(EXERCISE INSTRUCTIONS) First find the line with "filename crates/core/src/video/infrastructure/mod.rs" in the entries below, then set down exactly every line through the line with "fn open(&mut self, path: &Path)", that line included.

========================================

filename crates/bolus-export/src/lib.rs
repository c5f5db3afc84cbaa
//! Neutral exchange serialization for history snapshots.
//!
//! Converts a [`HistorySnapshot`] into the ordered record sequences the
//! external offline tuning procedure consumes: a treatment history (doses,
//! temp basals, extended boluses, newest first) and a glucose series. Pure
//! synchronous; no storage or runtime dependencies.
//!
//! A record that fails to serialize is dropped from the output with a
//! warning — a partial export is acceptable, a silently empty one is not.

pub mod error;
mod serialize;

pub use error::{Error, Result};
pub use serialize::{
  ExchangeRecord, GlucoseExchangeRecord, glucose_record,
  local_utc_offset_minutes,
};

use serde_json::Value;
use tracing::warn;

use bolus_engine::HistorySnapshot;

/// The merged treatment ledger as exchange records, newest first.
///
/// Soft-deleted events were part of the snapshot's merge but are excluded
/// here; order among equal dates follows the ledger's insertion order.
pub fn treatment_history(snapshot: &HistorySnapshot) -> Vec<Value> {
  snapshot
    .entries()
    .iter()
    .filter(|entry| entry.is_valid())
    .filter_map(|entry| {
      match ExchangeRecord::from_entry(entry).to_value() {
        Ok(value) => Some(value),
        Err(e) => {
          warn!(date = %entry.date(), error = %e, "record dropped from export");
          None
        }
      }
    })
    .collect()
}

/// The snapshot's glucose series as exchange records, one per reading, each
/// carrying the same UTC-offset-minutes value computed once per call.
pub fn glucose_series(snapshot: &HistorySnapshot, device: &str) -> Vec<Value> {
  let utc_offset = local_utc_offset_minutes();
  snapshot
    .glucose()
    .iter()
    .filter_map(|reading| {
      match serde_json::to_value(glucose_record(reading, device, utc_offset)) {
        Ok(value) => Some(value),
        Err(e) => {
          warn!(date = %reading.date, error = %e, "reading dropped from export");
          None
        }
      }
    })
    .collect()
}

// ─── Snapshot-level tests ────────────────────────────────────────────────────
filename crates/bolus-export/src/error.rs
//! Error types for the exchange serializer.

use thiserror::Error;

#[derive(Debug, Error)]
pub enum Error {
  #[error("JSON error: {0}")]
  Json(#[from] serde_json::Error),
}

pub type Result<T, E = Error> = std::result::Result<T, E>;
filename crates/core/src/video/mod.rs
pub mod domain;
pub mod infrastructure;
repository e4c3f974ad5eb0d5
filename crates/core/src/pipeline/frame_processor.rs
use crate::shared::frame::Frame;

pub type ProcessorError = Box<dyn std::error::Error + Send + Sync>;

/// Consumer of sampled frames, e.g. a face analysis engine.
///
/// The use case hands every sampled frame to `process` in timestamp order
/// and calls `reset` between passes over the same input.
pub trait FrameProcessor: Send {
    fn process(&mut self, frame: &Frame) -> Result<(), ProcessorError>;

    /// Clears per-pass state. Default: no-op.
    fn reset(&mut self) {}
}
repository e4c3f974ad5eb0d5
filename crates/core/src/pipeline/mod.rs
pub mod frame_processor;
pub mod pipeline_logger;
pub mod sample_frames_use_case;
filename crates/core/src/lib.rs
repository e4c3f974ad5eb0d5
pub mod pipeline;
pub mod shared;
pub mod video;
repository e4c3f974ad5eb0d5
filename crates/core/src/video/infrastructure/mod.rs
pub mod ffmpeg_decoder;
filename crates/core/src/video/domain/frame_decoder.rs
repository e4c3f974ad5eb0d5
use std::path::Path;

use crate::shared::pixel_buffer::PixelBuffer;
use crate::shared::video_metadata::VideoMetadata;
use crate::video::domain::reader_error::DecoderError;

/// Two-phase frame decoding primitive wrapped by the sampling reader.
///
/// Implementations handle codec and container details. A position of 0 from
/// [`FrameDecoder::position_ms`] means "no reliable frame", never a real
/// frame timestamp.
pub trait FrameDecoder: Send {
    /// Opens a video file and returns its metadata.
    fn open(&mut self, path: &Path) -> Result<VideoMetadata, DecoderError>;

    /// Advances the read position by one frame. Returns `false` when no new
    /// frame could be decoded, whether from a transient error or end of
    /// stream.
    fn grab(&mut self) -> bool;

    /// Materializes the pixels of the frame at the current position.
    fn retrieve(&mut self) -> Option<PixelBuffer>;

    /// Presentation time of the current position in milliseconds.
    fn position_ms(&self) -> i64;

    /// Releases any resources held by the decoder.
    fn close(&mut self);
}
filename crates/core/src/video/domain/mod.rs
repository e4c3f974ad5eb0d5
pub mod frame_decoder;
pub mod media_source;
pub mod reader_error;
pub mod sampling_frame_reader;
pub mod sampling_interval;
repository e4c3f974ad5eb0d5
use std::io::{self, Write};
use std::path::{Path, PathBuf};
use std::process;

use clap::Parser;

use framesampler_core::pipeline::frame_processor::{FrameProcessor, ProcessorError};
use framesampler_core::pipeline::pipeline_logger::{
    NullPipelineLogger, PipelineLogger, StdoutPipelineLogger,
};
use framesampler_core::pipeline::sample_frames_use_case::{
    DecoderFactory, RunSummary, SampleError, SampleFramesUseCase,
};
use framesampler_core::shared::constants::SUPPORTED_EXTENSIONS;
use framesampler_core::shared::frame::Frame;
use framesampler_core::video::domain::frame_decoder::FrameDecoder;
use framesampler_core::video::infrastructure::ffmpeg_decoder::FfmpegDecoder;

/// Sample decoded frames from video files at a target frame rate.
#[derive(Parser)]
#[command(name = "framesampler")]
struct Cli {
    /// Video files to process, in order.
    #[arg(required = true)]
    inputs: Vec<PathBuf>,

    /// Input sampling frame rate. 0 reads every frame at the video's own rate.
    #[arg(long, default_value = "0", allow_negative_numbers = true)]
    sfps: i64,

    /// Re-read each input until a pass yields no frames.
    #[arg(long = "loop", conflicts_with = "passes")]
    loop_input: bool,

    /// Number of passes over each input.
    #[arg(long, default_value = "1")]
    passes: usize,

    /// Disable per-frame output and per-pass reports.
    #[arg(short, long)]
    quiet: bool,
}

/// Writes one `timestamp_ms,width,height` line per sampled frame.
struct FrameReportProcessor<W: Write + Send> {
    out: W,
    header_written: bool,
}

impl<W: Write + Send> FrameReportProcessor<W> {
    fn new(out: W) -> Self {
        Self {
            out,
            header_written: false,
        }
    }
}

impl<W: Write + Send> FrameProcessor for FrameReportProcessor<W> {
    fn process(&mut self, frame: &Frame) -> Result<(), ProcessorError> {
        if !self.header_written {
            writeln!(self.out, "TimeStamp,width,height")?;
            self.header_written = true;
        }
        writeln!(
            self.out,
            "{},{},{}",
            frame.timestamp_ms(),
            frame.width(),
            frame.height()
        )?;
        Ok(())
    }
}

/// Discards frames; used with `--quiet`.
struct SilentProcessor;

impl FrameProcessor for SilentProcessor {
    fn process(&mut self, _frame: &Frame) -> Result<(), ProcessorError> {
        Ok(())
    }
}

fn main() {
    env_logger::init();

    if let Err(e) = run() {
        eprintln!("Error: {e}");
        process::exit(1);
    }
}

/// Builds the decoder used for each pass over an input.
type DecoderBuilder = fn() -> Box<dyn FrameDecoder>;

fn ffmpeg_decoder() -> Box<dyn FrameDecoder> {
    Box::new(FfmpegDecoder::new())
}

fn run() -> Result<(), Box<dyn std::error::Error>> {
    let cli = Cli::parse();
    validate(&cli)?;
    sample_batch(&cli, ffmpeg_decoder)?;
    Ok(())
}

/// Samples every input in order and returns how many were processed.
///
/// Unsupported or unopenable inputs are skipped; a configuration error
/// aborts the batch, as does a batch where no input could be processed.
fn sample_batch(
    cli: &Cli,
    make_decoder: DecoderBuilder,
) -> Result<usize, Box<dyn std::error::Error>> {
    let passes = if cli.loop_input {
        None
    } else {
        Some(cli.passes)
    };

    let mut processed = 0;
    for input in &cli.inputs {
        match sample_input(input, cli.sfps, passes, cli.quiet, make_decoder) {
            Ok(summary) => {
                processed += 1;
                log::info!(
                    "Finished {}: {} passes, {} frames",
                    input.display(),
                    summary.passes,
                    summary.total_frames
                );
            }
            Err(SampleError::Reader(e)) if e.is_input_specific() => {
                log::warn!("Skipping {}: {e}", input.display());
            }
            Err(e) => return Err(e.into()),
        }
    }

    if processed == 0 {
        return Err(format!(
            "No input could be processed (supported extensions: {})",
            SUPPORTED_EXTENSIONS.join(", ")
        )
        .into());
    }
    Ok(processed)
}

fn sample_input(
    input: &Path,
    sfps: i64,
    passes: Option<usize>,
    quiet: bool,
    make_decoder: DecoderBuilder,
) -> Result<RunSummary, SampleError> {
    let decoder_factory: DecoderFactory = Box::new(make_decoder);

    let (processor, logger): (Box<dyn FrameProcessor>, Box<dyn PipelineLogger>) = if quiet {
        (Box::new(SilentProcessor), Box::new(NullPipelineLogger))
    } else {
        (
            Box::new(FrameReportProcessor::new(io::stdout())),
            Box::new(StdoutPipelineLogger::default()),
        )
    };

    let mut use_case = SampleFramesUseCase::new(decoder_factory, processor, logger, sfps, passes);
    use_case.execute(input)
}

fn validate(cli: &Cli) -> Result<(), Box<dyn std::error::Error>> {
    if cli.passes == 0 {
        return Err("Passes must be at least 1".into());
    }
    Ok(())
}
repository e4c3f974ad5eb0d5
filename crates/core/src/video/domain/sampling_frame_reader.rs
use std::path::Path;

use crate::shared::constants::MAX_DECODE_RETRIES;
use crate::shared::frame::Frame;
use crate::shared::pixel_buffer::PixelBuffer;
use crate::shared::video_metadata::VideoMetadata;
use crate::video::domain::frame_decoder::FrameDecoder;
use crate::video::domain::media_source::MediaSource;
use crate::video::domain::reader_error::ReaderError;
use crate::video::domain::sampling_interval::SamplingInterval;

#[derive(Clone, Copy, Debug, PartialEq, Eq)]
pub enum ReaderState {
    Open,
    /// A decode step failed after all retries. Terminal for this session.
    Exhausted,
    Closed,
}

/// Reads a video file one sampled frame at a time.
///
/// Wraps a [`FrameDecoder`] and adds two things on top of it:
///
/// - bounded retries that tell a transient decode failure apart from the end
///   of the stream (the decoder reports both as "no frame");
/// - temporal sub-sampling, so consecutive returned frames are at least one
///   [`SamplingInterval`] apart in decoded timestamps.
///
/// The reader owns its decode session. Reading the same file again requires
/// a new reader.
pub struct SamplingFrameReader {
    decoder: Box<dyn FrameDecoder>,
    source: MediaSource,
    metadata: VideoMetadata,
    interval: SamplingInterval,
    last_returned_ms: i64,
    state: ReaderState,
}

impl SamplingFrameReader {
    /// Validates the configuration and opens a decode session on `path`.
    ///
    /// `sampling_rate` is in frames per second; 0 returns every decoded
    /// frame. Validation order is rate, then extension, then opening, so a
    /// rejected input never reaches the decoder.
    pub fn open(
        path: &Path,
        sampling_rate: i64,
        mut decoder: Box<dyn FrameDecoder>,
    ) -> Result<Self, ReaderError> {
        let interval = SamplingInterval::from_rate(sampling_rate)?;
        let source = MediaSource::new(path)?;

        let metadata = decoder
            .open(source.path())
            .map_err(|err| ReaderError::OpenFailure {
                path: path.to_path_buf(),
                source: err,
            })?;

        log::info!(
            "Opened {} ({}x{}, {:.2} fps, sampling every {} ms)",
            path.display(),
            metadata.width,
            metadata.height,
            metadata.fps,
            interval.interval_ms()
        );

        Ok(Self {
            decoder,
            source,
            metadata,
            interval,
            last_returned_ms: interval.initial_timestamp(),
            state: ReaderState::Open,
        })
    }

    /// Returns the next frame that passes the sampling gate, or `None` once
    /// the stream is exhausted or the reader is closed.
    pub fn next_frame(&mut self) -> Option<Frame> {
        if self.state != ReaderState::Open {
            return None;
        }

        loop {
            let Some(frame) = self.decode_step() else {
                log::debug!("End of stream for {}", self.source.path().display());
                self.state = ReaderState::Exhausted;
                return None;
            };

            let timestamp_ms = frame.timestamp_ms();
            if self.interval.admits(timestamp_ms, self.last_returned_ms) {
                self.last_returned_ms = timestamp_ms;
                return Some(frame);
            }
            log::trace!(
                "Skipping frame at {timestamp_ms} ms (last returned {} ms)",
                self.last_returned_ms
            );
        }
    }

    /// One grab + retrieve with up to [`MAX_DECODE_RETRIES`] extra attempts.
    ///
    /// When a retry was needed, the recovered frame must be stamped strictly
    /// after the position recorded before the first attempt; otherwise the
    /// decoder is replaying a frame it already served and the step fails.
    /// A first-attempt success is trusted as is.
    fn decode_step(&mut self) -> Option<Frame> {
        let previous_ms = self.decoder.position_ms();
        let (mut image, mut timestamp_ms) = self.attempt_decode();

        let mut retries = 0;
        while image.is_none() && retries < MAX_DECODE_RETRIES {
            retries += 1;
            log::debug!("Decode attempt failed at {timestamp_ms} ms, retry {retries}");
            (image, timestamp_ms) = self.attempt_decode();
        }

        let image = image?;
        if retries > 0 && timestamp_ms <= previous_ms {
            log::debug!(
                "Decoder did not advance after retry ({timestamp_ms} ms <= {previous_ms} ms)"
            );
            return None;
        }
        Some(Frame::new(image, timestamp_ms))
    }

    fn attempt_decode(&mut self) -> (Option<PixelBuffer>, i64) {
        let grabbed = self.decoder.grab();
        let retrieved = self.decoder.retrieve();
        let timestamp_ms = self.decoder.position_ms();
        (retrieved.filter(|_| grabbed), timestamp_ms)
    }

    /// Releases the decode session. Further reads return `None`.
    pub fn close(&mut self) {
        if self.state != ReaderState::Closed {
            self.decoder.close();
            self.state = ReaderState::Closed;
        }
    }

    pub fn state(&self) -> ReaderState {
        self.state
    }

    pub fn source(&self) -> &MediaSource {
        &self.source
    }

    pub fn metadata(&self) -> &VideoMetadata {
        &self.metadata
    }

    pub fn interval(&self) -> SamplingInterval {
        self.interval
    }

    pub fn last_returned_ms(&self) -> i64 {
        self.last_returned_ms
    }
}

========================================

(OUTPUT OF THE EXERCISE)
filename crates/core/src/video/infrastructure/mod.rs
pub mod ffmpeg_decoder;
filename crates/core/src/video/domain/frame_decoder.rs
repository e4c3f974ad5eb0d5
use std::path::Path;

use crate::shared::pixel_buffer::PixelBuffer;
use crate::shared::video_metadata::VideoMetadata;
use crate::video::domain::reader_error::DecoderError;

/// Two-phase frame decoding primitive wrapped by the sampling reader.
///
/// Implementations handle codec and container details. A position of 0 from
/// [`FrameDecoder::position_ms`] means "no reliable frame", never a real
/// frame timestamp.
pub trait FrameDecoder: Send {
    /// Opens a video file and returns its metadata.
    fn open(&mut self, path: &Path) -> Result<VideoMetadata, DecoderError>;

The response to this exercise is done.